(Items listed in a dataset)
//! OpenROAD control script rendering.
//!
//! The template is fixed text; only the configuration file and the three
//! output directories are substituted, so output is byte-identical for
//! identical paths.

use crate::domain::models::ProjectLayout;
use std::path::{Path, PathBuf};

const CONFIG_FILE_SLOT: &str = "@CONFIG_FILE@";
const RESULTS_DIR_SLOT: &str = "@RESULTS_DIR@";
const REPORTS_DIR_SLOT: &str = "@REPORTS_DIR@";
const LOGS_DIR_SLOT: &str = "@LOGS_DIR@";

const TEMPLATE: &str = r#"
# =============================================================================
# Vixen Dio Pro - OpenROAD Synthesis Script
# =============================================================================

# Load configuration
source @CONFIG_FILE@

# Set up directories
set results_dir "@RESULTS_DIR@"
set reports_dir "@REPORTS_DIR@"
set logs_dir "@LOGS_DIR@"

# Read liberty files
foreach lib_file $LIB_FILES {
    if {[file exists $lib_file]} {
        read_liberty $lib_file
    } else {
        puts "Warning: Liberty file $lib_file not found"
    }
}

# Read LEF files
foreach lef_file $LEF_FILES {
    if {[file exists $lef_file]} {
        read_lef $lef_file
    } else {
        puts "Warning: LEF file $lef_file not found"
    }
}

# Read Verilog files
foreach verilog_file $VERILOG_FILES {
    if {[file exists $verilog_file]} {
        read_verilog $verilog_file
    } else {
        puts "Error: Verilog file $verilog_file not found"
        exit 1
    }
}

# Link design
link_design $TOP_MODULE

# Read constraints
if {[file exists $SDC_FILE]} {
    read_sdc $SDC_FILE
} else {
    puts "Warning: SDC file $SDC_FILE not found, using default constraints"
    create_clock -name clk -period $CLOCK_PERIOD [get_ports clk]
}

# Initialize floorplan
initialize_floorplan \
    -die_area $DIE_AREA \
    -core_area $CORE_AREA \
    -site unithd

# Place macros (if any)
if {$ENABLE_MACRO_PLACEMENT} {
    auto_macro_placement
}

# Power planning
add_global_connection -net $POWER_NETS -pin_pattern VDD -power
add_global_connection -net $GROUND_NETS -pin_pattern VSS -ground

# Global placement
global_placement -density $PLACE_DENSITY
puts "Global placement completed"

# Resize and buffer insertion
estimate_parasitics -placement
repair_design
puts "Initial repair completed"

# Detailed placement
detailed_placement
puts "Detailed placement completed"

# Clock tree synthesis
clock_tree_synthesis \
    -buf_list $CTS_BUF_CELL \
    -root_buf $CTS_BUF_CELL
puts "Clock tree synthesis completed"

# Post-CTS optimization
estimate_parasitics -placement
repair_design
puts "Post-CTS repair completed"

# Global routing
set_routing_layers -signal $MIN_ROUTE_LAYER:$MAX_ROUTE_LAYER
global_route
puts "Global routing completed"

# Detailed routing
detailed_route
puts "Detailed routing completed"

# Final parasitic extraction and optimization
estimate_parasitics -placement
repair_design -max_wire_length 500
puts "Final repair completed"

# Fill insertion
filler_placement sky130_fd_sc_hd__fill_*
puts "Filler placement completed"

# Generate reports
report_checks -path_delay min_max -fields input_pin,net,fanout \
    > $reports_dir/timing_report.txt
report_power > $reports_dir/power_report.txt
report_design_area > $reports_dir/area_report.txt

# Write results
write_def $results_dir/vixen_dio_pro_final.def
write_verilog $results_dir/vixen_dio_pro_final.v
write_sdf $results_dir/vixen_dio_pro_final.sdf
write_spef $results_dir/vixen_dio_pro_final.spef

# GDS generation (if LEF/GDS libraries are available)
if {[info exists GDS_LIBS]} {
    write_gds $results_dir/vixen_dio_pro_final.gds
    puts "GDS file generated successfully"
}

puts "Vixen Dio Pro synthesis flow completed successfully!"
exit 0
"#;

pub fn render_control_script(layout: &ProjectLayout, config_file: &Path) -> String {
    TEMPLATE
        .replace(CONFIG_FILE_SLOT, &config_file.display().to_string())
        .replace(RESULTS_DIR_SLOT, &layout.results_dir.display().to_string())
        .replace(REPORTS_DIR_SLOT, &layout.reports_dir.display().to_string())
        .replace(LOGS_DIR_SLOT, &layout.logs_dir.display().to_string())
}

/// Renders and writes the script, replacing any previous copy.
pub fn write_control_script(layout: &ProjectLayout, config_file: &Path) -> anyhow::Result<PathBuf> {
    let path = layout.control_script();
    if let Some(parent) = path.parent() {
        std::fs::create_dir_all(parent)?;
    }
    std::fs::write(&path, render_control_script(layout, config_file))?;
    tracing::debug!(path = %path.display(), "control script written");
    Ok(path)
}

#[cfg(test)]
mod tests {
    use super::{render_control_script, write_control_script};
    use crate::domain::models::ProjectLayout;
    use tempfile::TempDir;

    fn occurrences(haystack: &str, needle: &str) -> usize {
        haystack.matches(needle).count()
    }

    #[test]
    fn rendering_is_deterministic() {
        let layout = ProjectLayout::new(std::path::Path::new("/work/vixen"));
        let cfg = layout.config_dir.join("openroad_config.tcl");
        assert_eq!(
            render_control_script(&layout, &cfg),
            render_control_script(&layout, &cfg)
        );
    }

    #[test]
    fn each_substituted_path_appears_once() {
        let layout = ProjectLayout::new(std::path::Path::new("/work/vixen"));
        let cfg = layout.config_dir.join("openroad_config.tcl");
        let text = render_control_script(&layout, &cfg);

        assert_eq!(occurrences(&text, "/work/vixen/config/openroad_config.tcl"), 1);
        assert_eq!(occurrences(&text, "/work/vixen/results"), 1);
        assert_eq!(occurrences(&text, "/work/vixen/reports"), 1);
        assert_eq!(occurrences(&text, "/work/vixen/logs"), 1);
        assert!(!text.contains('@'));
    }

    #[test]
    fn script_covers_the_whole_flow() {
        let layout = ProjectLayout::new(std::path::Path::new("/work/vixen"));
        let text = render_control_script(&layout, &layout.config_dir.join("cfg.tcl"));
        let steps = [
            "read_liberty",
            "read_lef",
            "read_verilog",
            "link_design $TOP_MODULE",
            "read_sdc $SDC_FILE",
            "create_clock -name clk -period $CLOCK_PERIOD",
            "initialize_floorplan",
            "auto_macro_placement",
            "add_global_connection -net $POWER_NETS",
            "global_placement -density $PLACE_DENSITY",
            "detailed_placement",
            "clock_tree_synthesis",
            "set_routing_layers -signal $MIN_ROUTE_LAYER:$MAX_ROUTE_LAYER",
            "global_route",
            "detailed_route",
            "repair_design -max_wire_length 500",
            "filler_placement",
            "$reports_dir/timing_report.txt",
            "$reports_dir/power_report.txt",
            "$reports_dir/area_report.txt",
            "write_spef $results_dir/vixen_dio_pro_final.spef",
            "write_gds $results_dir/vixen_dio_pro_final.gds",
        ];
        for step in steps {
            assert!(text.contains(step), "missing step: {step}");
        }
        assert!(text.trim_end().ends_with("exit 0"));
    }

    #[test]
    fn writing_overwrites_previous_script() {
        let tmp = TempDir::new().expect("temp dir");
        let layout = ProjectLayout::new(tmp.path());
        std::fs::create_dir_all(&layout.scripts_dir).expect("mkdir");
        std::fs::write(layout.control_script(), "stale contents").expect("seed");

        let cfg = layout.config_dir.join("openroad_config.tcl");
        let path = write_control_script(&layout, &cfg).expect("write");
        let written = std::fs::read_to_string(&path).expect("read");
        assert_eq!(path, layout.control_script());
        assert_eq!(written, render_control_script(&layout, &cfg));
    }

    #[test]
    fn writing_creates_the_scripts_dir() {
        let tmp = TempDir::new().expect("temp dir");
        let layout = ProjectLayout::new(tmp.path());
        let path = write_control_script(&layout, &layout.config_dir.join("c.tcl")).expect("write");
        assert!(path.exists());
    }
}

§ **Your assignment**
Every line above that holds the word "written" is to be found and copied.

§ **The completed task**
    tracing::debug!(path = %path.display(), "control script written");
        let written = std::fs::read_to_string(&path).expect("read");
        assert_eq!(written, render_control_script(&layout, &cfg));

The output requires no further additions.